↓↓↓
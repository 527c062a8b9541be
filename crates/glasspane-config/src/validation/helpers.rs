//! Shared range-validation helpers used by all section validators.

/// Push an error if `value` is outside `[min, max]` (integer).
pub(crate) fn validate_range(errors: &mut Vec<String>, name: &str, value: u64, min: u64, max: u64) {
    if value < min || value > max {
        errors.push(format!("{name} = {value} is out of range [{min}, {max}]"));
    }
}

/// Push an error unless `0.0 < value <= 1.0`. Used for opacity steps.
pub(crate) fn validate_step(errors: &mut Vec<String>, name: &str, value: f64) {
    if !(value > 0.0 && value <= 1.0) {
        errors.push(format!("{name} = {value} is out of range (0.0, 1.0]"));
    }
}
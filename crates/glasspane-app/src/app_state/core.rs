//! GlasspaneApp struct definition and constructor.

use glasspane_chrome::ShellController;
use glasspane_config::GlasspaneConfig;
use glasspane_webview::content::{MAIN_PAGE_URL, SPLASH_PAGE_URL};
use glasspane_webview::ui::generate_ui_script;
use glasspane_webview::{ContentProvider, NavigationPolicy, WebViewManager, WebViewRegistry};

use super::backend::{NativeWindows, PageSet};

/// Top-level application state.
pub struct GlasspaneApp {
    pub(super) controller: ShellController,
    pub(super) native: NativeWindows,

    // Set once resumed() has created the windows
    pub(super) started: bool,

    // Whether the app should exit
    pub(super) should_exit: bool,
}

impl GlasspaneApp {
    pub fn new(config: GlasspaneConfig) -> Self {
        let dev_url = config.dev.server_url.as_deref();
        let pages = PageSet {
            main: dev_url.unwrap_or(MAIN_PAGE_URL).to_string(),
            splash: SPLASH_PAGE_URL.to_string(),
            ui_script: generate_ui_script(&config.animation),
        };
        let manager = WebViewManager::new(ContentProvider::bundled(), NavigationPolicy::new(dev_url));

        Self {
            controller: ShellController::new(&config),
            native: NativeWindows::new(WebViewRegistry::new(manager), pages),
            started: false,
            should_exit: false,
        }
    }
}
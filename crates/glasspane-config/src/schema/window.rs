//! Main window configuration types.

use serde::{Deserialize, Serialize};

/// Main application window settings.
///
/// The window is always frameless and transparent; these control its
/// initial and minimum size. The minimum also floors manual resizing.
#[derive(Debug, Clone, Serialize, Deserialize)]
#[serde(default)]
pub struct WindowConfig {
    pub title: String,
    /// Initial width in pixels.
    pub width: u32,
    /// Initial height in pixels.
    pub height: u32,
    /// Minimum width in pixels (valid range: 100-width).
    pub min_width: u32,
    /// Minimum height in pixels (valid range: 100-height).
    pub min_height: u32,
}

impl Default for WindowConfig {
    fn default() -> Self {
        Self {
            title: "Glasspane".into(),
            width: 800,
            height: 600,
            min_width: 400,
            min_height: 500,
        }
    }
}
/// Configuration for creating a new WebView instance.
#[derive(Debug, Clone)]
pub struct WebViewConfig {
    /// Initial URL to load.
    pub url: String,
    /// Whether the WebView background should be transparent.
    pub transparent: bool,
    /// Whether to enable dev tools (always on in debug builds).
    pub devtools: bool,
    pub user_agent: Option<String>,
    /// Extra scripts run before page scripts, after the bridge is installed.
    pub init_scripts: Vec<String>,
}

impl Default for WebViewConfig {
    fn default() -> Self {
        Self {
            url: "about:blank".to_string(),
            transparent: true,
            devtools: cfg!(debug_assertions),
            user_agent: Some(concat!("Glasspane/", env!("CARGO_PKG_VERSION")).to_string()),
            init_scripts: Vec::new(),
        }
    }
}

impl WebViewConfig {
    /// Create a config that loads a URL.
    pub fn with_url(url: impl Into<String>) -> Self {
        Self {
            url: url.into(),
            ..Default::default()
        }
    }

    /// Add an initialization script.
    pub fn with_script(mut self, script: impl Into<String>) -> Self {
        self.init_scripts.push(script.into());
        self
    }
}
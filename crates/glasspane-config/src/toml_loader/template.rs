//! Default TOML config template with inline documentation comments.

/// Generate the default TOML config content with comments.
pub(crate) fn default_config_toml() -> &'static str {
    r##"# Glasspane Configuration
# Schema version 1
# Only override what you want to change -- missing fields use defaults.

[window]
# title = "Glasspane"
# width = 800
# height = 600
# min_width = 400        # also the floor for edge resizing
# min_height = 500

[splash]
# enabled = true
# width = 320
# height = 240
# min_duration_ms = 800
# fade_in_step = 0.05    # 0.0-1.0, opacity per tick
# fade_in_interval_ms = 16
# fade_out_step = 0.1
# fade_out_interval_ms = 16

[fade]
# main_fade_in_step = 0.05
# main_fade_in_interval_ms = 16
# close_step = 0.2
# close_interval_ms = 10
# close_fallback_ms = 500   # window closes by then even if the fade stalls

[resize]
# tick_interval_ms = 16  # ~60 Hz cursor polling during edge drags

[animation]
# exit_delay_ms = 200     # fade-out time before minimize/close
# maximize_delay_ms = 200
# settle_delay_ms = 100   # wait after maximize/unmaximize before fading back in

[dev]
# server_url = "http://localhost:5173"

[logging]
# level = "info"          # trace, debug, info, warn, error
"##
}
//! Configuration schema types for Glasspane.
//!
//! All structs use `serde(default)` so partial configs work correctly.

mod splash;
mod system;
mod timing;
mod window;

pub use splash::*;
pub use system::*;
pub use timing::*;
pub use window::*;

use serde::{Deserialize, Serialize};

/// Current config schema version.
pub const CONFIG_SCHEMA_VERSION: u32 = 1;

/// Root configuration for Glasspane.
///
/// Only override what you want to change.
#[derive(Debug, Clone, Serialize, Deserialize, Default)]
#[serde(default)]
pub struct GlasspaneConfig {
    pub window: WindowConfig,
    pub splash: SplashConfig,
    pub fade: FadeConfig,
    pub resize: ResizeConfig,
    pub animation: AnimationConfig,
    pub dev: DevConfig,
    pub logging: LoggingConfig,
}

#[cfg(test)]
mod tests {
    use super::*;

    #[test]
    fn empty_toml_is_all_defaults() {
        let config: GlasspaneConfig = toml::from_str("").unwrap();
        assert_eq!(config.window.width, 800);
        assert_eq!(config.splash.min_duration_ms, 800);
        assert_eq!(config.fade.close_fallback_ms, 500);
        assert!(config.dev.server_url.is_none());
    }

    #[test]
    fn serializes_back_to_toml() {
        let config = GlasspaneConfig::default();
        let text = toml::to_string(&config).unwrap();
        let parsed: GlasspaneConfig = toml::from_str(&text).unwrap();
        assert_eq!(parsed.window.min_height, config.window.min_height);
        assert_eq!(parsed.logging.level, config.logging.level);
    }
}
↑↑↑
Exercise instructions:
What is needed is each line of the entries that contains the word "animation".

Response to this task:
            ui_script: generate_ui_script(&config.animation),
[animation]
    pub animation: AnimationConfig,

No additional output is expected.